→ WORK ORDER
Copy each line from the entries that the word "without" appears in.

→ Saved data entries
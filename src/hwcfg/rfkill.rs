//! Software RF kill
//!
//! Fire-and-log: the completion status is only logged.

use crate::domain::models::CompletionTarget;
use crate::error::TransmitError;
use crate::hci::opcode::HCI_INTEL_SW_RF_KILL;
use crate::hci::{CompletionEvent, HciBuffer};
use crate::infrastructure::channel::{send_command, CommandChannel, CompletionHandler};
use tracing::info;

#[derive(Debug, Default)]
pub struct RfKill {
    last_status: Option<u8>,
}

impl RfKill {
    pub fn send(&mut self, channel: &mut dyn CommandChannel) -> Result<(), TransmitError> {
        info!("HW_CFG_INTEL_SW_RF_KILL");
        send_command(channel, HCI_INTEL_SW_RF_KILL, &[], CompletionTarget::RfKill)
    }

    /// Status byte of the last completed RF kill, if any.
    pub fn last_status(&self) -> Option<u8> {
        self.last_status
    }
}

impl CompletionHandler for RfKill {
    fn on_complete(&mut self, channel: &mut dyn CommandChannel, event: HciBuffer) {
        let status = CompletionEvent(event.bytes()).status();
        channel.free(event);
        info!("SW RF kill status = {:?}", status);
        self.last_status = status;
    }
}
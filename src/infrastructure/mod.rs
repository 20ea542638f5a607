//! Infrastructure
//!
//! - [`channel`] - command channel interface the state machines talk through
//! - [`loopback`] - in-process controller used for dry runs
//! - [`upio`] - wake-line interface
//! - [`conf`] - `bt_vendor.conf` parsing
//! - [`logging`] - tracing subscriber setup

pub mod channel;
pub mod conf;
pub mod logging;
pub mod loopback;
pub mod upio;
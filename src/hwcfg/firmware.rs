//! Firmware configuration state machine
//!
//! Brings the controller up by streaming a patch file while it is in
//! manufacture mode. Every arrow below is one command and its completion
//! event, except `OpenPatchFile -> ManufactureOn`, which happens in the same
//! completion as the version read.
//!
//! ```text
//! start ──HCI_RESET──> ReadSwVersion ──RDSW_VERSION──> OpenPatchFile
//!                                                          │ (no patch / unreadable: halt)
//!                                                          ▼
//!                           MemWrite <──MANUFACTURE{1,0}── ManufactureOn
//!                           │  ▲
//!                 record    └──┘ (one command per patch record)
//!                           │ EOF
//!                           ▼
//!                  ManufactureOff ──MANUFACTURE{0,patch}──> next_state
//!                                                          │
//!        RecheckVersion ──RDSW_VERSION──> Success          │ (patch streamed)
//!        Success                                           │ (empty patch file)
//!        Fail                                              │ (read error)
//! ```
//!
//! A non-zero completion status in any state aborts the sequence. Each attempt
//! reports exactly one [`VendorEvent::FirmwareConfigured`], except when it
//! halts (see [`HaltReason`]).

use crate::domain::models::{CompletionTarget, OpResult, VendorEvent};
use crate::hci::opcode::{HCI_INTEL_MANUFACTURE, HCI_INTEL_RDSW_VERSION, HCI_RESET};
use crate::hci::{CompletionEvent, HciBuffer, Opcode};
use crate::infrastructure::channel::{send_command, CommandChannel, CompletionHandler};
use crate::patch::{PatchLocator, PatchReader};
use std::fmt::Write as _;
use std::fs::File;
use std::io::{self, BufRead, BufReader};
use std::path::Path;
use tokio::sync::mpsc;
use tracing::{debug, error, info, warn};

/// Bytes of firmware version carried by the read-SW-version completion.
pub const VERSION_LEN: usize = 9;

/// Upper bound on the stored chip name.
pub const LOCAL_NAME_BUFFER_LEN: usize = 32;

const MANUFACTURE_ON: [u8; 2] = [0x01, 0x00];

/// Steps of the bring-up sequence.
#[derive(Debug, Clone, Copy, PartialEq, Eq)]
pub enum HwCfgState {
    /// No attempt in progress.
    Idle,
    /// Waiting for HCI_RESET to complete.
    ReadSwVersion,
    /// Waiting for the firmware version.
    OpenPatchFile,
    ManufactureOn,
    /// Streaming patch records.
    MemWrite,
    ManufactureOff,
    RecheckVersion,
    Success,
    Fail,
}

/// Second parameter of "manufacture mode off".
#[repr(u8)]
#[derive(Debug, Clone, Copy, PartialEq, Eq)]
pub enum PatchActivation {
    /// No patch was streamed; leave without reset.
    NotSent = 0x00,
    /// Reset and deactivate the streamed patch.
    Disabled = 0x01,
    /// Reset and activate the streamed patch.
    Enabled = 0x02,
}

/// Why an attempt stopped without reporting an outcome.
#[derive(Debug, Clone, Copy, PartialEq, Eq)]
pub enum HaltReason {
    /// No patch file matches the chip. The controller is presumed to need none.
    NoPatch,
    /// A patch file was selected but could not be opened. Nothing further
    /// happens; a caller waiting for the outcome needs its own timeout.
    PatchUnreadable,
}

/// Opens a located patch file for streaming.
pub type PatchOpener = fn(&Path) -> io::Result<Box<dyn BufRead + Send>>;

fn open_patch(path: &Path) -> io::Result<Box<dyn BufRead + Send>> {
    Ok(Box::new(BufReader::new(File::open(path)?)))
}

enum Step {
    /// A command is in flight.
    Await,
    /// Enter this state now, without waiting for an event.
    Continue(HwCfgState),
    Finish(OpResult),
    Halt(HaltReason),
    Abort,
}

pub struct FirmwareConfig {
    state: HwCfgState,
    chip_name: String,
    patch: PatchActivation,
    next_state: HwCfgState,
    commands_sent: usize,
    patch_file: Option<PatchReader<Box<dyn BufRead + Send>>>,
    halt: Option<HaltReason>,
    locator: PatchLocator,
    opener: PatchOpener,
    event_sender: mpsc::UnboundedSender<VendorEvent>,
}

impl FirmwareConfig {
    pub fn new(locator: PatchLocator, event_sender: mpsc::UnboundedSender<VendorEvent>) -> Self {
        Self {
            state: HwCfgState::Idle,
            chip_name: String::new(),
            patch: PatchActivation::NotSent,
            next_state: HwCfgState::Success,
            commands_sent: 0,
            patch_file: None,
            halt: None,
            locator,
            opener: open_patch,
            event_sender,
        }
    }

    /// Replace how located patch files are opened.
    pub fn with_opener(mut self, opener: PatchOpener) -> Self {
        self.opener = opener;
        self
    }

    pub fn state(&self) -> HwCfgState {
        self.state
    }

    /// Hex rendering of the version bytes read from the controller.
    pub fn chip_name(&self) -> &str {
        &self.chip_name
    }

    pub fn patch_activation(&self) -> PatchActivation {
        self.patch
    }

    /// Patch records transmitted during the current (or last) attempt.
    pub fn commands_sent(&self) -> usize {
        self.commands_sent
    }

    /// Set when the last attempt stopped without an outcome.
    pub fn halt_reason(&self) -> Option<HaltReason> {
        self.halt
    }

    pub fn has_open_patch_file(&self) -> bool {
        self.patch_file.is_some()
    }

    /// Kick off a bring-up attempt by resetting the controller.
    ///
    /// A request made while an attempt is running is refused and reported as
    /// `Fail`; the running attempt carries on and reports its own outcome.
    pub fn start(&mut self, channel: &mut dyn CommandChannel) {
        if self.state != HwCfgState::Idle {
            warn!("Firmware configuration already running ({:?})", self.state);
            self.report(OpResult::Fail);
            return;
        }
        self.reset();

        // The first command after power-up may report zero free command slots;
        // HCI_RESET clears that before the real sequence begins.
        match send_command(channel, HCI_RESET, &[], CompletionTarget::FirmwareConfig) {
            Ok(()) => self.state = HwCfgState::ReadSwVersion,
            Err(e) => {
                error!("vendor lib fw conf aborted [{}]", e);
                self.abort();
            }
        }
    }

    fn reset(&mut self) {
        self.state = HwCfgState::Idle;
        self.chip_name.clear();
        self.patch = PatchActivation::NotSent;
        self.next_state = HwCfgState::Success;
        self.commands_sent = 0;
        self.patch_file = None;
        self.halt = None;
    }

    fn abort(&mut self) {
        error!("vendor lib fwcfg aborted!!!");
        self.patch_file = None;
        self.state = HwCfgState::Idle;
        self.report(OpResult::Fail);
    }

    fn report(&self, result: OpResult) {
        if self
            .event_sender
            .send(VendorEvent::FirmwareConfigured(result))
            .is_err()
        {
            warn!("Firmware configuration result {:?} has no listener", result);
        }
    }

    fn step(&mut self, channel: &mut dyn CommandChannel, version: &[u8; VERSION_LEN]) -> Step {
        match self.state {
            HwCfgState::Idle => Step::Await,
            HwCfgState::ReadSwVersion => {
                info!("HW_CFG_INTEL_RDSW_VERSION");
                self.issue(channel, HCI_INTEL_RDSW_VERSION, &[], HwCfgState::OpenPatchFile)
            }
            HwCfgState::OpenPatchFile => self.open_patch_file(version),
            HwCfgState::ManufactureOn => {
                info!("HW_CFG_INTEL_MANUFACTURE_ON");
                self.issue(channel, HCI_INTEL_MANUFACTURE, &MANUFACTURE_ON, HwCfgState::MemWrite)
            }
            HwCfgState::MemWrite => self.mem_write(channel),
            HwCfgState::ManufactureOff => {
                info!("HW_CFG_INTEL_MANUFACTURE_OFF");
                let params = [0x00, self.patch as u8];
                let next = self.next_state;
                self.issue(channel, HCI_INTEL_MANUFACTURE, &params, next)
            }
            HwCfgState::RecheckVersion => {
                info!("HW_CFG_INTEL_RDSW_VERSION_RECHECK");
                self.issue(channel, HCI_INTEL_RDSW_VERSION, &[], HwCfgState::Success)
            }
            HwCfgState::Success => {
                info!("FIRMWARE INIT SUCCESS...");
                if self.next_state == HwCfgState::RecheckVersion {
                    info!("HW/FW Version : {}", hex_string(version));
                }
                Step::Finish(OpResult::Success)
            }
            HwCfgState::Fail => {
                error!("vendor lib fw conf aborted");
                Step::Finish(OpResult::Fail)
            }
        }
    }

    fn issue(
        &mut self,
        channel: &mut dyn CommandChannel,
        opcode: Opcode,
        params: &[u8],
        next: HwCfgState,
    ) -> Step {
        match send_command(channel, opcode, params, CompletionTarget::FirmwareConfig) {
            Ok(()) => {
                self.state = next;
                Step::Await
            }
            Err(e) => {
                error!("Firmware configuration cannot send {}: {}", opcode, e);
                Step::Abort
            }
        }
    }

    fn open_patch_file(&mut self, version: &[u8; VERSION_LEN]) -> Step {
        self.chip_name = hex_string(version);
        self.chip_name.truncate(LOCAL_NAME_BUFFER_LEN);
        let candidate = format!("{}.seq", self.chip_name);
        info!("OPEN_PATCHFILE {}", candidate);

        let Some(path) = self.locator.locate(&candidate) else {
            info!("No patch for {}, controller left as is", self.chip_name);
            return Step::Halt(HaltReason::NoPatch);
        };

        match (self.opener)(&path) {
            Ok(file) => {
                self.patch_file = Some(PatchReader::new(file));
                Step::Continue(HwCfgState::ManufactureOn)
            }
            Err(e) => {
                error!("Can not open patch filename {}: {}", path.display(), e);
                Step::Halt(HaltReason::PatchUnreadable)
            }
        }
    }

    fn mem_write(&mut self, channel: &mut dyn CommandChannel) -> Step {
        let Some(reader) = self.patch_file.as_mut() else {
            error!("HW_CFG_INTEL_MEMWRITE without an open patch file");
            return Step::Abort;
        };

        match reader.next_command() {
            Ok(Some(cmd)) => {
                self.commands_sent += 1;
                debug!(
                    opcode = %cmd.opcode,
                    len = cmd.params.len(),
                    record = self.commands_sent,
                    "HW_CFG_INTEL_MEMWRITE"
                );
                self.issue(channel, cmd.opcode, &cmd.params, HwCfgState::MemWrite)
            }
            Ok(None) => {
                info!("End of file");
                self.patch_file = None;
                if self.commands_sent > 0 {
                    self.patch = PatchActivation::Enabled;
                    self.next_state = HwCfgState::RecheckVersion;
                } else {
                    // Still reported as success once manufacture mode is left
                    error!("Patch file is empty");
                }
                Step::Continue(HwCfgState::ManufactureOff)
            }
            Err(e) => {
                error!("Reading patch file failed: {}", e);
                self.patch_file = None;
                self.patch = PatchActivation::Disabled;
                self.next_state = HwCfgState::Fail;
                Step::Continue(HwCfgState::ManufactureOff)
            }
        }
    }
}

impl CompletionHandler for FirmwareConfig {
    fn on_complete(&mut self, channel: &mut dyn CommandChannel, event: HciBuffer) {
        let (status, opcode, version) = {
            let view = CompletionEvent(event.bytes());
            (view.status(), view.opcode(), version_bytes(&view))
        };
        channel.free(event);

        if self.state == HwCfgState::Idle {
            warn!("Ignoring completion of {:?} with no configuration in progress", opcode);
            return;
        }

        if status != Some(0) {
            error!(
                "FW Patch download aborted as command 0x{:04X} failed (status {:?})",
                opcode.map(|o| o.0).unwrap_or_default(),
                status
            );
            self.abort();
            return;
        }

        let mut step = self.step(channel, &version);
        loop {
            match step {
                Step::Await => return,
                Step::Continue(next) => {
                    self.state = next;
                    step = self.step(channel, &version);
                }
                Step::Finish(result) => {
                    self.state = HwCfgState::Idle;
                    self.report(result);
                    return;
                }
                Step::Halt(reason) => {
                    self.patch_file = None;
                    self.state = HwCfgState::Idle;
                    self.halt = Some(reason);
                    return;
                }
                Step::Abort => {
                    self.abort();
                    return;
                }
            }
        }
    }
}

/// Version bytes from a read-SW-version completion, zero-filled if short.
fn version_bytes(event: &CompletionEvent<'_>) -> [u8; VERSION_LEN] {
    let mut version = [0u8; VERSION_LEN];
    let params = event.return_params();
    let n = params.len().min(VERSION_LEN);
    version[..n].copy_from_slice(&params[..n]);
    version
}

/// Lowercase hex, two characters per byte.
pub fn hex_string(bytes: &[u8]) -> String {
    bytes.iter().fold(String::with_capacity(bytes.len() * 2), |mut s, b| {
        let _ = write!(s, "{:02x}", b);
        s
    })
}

→ RESPONSE AREA
    /// No patch was streamed; leave without reset.
/// Why an attempt stopped without reporting an outcome.
    /// Enter this state now, without waiting for an event.
    /// Set when the last attempt stopped without an outcome.
            error!("HW_CFG_INTEL_MEMWRITE without an open patch file");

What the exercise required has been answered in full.